That’s what many do mean when they use the term. Mannerism has come to refer, primarily, to the group of Italian artists working just after the close of the High Renaissance. Leonardo da Vinci died in May 1519; you could say, then, that Mannerism started in early June of that same year. The Mannerists, left with nowhere to go by the transcendent greatness of the High Renaissance artists, had no choice but to become decadent and unhinged.

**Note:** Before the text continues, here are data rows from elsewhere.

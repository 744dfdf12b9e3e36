use crate::bus::OutboundQueue;
use crate::error::{WorkerError, WorkerResult};
use async_nats::jetstream;
use async_nats::HeaderMap;
use async_trait::async_trait;
use tracing::debug;

/// Header the worker puts on record publishes.
pub const HEADER_IDEMPOTENCY_KEY: &str = "idempotency_key";

/// JetStream de-duplication header.
const NATS_MSG_ID: &str = "Nats-Msg-Id";

/// Outbound queue publishing to `{topic}.{key}`.
///
/// Records carrying an idempotency key are also tagged with `Nats-Msg-Id`,
/// so the stream's duplicate window catches republishes the worker missed.
#[derive(Clone)]
pub struct JetStreamOutbound {
    jetstream: jetstream::Context,
}

impl JetStreamOutbound {
    pub fn new(jetstream: jetstream::Context) -> Self {
        Self { jetstream }
    }
}

/// Subject tokens can't contain `.`, `*`, `>` or whitespace.
pub fn subject_token(key: &str) -> String {
    let token: String = key
        .chars()
        .map(|c| match c {
            '.' | '*' | '>' => '_',
            c if c.is_whitespace() => '_',
            c => c,
        })
        .collect();
    if token.is_empty() {
        "_".to_string()
    } else {
        token
    }
}

#[async_trait]
impl OutboundQueue for JetStreamOutbound {
    async fn send(&self, topic: &str, key: &str, value: Vec<u8>, headers: &[(String, String)]) -> WorkerResult<()> {
        let subject = format!("{}.{}", topic, subject_token(key));

        let mut header_map = HeaderMap::new();
        for (name, value) in headers {
            header_map.insert(name.as_str(), value.as_str());
            if name == HEADER_IDEMPOTENCY_KEY {
                header_map.insert(NATS_MSG_ID, value.as_str());
            }
        }

        debug!(subject = %subject, bytes = value.len(), "Publishing to JetStream");

        self.jetstream
            .publish_with_headers(subject.clone(), header_map, value.into())
            .await
            .map_err(|e| WorkerError::Publish(format!("publish to '{}' failed: {}", subject, e)))?
            .await
            .map_err(|e| WorkerError::Publish(format!("no ack for '{}': {}", subject, e)))?;

        Ok(())
    }
}

#[cfg(test)]
mod tests {
    use super::*;

    #[test]
    fn test_subject_token_sanitizes() {
        assert_eq!(subject_token("conn-1"), "conn-1");
        assert_eq!(subject_token("a.b*c>d e"), "a_b_c_d_e");
        assert_eq!(subject_token(""), "_");
    }
}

Mannerist artists like Jacopo da Pontormo thus wasted little time in screwing up the Renaissance. Pontormo painted his figures in crazy contorted poses that would have made Leonardo revisit his lunch. Pontormo also went nuts with color. Many of the scenes he painted have an otherworldly luminosity that is hard to describe. You almost want to call it DayGlo. His compositions veer toward the “jumbly.” What, exactly, is happening in “Joseph in Egypt”? The staircase to nowhere dominates the canvas and it looks like Pontormo simply forgot to finish the landscape in the background. A cherub vamps atop a random column stuck on the far right side of the scene. This, gentlemen, is not Michelangelo.

It is for all these reasons and more that I have come to love Mannerism. And I must give full credit to Peter Schjeldahl (the art critic at The New Yorker) for putting his finger on the central issue. I share little in the way of attitude with Mr. Schjeldahl. His taste tends to the Modernist and the Classical. I, in an ongoing duel inside my head with the great Modernist critic Clement Greenberg, reject the concept of “taste” altogether.

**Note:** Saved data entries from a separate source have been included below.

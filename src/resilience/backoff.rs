//! Exponential backoff delay generator.

use rand::Rng;
use serde::Deserialize;
use std::time::Duration;

/// Jitter perturbs each delay uniformly within this fraction of its value.
const JITTER_FRACTION: f64 = 0.25;

/// Exponents past this point have long since saturated `max_delay`.
const MAX_EXPONENT: u32 = 1024;

#[derive(Clone, Debug, Deserialize)]
pub struct BackoffConfig {
    #[serde(default = "default_base_delay_seconds")]
    pub base_delay_seconds: f64,
    #[serde(default = "default_max_delay_seconds")]
    pub max_delay_seconds: f64,
    #[serde(default = "default_multiplier")]
    pub multiplier: f64,
    #[serde(default = "default_jitter")]
    pub jitter: bool,
}

fn default_base_delay_seconds() -> f64 {
    1.0
}

fn default_max_delay_seconds() -> f64 {
    60.0
}

fn default_multiplier() -> f64 {
    2.0
}

fn default_jitter() -> bool {
    true
}

impl Default for BackoffConfig {
    fn default() -> Self {
        Self {
            base_delay_seconds: default_base_delay_seconds(),
            max_delay_seconds: default_max_delay_seconds(),
            multiplier: default_multiplier(),
            jitter: default_jitter(),
        }
    }
}

/// Stateful delay sequence: `min(base * multiplier^attempt, max)`.
#[derive(Debug, Clone)]
pub struct ExponentialBackoff {
    config: BackoffConfig,
    attempt: u32,
}

impl ExponentialBackoff {
    pub fn new(config: BackoffConfig) -> Self {
        Self { config, attempt: 0 }
    }

    /// Returns the delay for the current attempt and advances the counter.
    pub fn next_delay(&mut self) -> Duration {
        let delay = self.delay_for_attempt(self.attempt);
        self.attempt = self.attempt.saturating_add(1);
        delay
    }

    /// Delay for attempt `n` without touching the internal counter.
    pub fn delay_for_attempt(&self, n: u32) -> Duration {
        let max = self.config.max_delay_seconds.max(0.0);
        let raw = self.config.base_delay_seconds * self.config.multiplier.powi(n.min(MAX_EXPONENT) as i32);
        let capped = if raw.is_finite() { raw.clamp(0.0, max) } else { max };

        let seconds = if self.config.jitter {
            let factor = rand::thread_rng().gen_range(-JITTER_FRACTION..=JITTER_FRACTION);
            (capped * (1.0 + factor)).max(0.0)
        } else {
            capped
        };

        Duration::from_secs_f64(seconds)
    }

    pub fn reset(&mut self) {
        self.attempt = 0;
    }

    pub fn attempt(&self) -> u32 {
        self.attempt
    }
}

#[cfg(test)]
mod tests {
    use super::*;

    fn no_jitter(base: f64, multiplier: f64, max: f64) -> ExponentialBackoff {
        ExponentialBackoff::new(BackoffConfig {
            base_delay_seconds: base,
            max_delay_seconds: max,
            multiplier,
            jitter: false,
        })
    }

    #[test]
    fn test_sequence_doubles_then_caps() {
        let mut backoff = no_jitter(1.0, 2.0, 30.0);
        let delays: Vec<u64> = (0..8).map(|_| backoff.next_delay().as_secs()).collect();
        assert_eq!(delays, vec![1, 2, 4, 8, 16, 30, 30, 30]);
    }

    #[test]
    fn test_sequence_non_decreasing() {
        let backoff = no_jitter(0.5, 1.7, 45.0);
        let mut previous = Duration::ZERO;
        for n in 0..40 {
            let d = backoff.delay_for_attempt(n);
            assert!(d >= previous);
            assert!(d <= Duration::from_secs(45));
            previous = d;
        }
    }

    #[test]
    fn test_delay_for_attempt_is_pure() {
        let backoff = no_jitter(1.0, 2.0, 60.0);
        assert_eq!(backoff.delay_for_attempt(3), Duration::from_secs(8));
        assert_eq!(backoff.delay_for_attempt(3), Duration::from_secs(8));
        assert_eq!(backoff.attempt(), 0);
    }

    #[test]
    fn test_reset_restarts_sequence() {
        let mut backoff = no_jitter(1.0, 2.0, 60.0);
        backoff.next_delay();
        backoff.next_delay();
        assert_eq!(backoff.attempt(), 2);
        backoff.reset();
        assert_eq!(backoff.next_delay(), Duration::from_secs(1));
    }

    #[test]
    fn test_huge_attempt_saturates_at_max() {
        let backoff = no_jitter(1.0, 10.0, 60.0);
        assert_eq!(backoff.delay_for_attempt(u32::MAX), Duration::from_secs(60));
    }

    #[test]
    fn test_jitter_stays_within_quarter() {
        let backoff = ExponentialBackoff::new(BackoffConfig {
            base_delay_seconds: 4.0,
            max_delay_seconds: 60.0,
            multiplier: 2.0,
            jitter: true,
        });
        for _ in 0..200 {
            let d = backoff.delay_for_attempt(1).as_secs_f64();
            assert!((6.0..=10.0).contains(&d), "delay {} outside jitter band", d);
        }
    }
}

Schjeldahl recently took a trip to see the Bronzino drawings currently on display at the Metropolitan Museum of Art. Bronzino was a Mannerist of impeccable pedigree. He was a student of Pontormo, perhaps the student of Pontormo. But if Pontormo was primarily reacting to the High Renaissance, Bronzino was beyond it altogether. Mannerism wasn’t a put-on by Bronzino — it was the water in which he preferred to swim.

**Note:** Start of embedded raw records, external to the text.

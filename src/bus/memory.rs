//! In-process bus for tests and local runs.
//!
//! Polled messages stay "in flight" until committed or nacked. Uncommitted
//! deliveries can be redelivered with [`MemoryBus::redeliver_uncommitted`],
//! which stands in for the broker's ack-wait expiry. Nacked deliveries come
//! back once their delay has passed.

use super::{InboundMessage, InboundQueue, OutboundQueue};
use crate::error::{WorkerError, WorkerResult};
use async_trait::async_trait;
use parking_lot::Mutex;
use std::collections::{HashMap, VecDeque};
use std::sync::atomic::{AtomicBool, AtomicU64, Ordering};
use std::time::Duration;
use tokio::sync::Notify;
use tokio::time::Instant;

#[derive(Debug, Clone)]
pub struct SentMessage {
    pub topic: String,
    pub key: String,
    pub value: Vec<u8>,
    pub headers: Vec<(String, String)>,
}

impl SentMessage {
    pub fn json(&self) -> serde_json::Value {
        serde_json::from_slice(&self.value).unwrap_or(serde_json::Value::Null)
    }

    pub fn header(&self, name: &str) -> Option<&str> {
        self.headers
            .iter()
            .find(|(n, _)| n == name)
            .map(|(_, v)| v.as_str())
    }
}

#[derive(Default)]
pub struct MemoryBus {
    queue: Mutex<VecDeque<InboundMessage>>,
    delayed: Mutex<Vec<(Instant, InboundMessage)>>,
    in_flight: Mutex<HashMap<String, InboundMessage>>,
    committed: Mutex<Vec<String>>,
    nacked: Mutex<Vec<String>>,
    sent: Mutex<Vec<SentMessage>>,
    arrivals: Notify,
    next_id: AtomicU64,
    fail_sends: AtomicBool,
}

impl MemoryBus {
    pub fn new() -> Self {
        Self::default()
    }

    /// Enqueue a message body; returns its delivery id.
    pub fn push(&self, topic: &str, partition_key: Option<&str>, body: &serde_json::Value) -> String {
        let id = format!("mem-{}", self.next_id.fetch_add(1, Ordering::Relaxed));
        let mut message = InboundMessage::new(id.clone(), topic, body.to_string().into_bytes());
        if let Some(key) = partition_key {
            message = message.with_partition_key(key);
        }
        self.push_message(message);
        id
    }

    pub fn push_message(&self, message: InboundMessage) {
        self.queue.lock().push_back(message);
        self.arrivals.notify_one();
    }

    /// Put every in-flight (polled, never committed) delivery back on the
    /// queue. Returns how many were redelivered.
    pub fn redeliver_uncommitted(&self) -> usize {
        let messages: Vec<_> = self.in_flight.lock().drain().map(|(_, m)| m).collect();
        let count = messages.len();
        let mut queue = self.queue.lock();
        for message in messages {
            queue.push_back(message);
        }
        drop(queue);
        if count > 0 {
            self.arrivals.notify_one();
        }
        count
    }

    /// Make every subsequent `send` fail (or succeed again).
    pub fn set_fail_sends(&self, fail: bool) {
        self.fail_sends.store(fail, Ordering::SeqCst);
    }

    /// Deliveries waiting to be polled, including nacked ones still delayed.
    pub fn queued(&self) -> usize {
        self.queue.lock().len() + self.delayed.lock().len()
    }

    pub fn in_flight(&self) -> usize {
        self.in_flight.lock().len()
    }

    pub fn committed(&self) -> Vec<String> {
        self.committed.lock().clone()
    }

    pub fn nacked(&self) -> Vec<String> {
        self.nacked.lock().clone()
    }

    pub fn sent(&self) -> Vec<SentMessage> {
        self.sent.lock().clone()
    }

    pub fn sent_to(&self, topic: &str) -> Vec<SentMessage> {
        self.sent.lock().iter().filter(|m| m.topic == topic).cloned().collect()
    }

    fn drain(&self, max_messages: usize) -> Vec<InboundMessage> {
        let now = Instant::now();
        let mut queue = self.queue.lock();
        let mut delayed = self.delayed.lock();
        let (ready, waiting): (Vec<_>, Vec<_>) = delayed.drain(..).partition(|(at, _)| *at <= now);
        *delayed = waiting;
        drop(delayed);
        queue.extend(ready.into_iter().map(|(_, m)| m));

        let take = max_messages.min(queue.len());
        let batch: Vec<_> = queue.drain(..take).collect();
        drop(queue);

        let mut in_flight = self.in_flight.lock();
        for message in &batch {
            in_flight.insert(message.delivery_id.clone(), message.clone());
        }
        batch
    }
}

#[async_trait]
impl InboundQueue for MemoryBus {
    async fn poll(&self, max_messages: usize, timeout: Duration) -> WorkerResult<Vec<InboundMessage>> {
        let batch = self.drain(max_messages);
        if !batch.is_empty() {
            return Ok(batch);
        }
        let _ = tokio::time::timeout(timeout, self.arrivals.notified()).await;
        Ok(self.drain(max_messages))
    }

    async fn commit(&self, message: &InboundMessage) -> WorkerResult<()> {
        self.in_flight.lock().remove(&message.delivery_id);
        self.committed.lock().push(message.delivery_id.clone());
        Ok(())
    }

    async fn nack(&self, message: &InboundMessage, delay: Duration) -> WorkerResult<()> {
        let taken = self.in_flight.lock().remove(&message.delivery_id);
        self.nacked.lock().push(message.delivery_id.clone());
        match taken {
            Some(message) if delay.is_zero() => self.push_message(message),
            Some(message) => self.delayed.lock().push((Instant::now() + delay, message)),
            None => {}
        }
        Ok(())
    }
}

#[async_trait]
impl OutboundQueue for MemoryBus {
    async fn send(&self, topic: &str, key: &str, value: Vec<u8>, headers: &[(String, String)]) -> WorkerResult<()> {
        if self.fail_sends.load(Ordering::SeqCst) {
            return Err(WorkerError::Publish(format!("memory bus refused send to '{}'", topic)));
        }
        self.sent.lock().push(SentMessage {
            topic: topic.to_string(),
            key: key.to_string(),
            value,
            headers: headers.to_vec(),
        });
        Ok(())
    }
}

This, as Schjeldahl points out, makes Bronzino our contemporary. Here is Schjeldahl on the matter:

As the Mannerists toiled in the twilight of the Renaissance, so do we in relation to the modern age — the word “modern” having been torn from its roots to signify things that loom behind us. The cinquecento artists would be intrigued by one of our musical genres, the mashup: new songs cobbled from scraps of old songs. (It shares an arch intricacy with their most popular form, the madrigal.) The movie “Avatar” strikes me as Mannerist through and through, generating terrific sensations of originality from a hodgepodge of worn-thin narrative and pictorial tropes. Ours is a dissolving, clever culture of mix and match. We are ready for Bronzino.

Schjeldahl goes further. Pointing out that Bronzino was also something of a court wit, Schjeldahl notes that Bronzino’s constant punning on the Italian word for paintbrush (pennello) as a way to refer to your penis has a distinctly contemporary feel to it. Naughty and irreverent, Bronzino could have a show on HBO.

As if to seal the deal, Mannerism has been compared to Silver Age Latin. The Golden Age of Latin gave us great Roman writers like Virgil and Cicero. Silver Age Latinists, who came after, include often second-ranked jokers like Martial and Seneca. Golden Age Latin is considered the solid stuff. Silver Age Latin is of the fluffier variety. Silver Agers goofed around more, riffed off of the work of the previous age. They were fabulists with fantastical imaginations that sometimes took leave of reality altogether. In short, they were Mannerists, as the Mannerists are us.

It is thus genuinely admirable that a man like Schjeldahl, who’s been known to rail against the tendencies of contemporary everything, has come to the defense of Mannerism for the very reason that it feels contemporary. I suspect it caused him a certain amount of pain to cross that line. At the risk of nitpicking, however, I would like to pick at just one nit.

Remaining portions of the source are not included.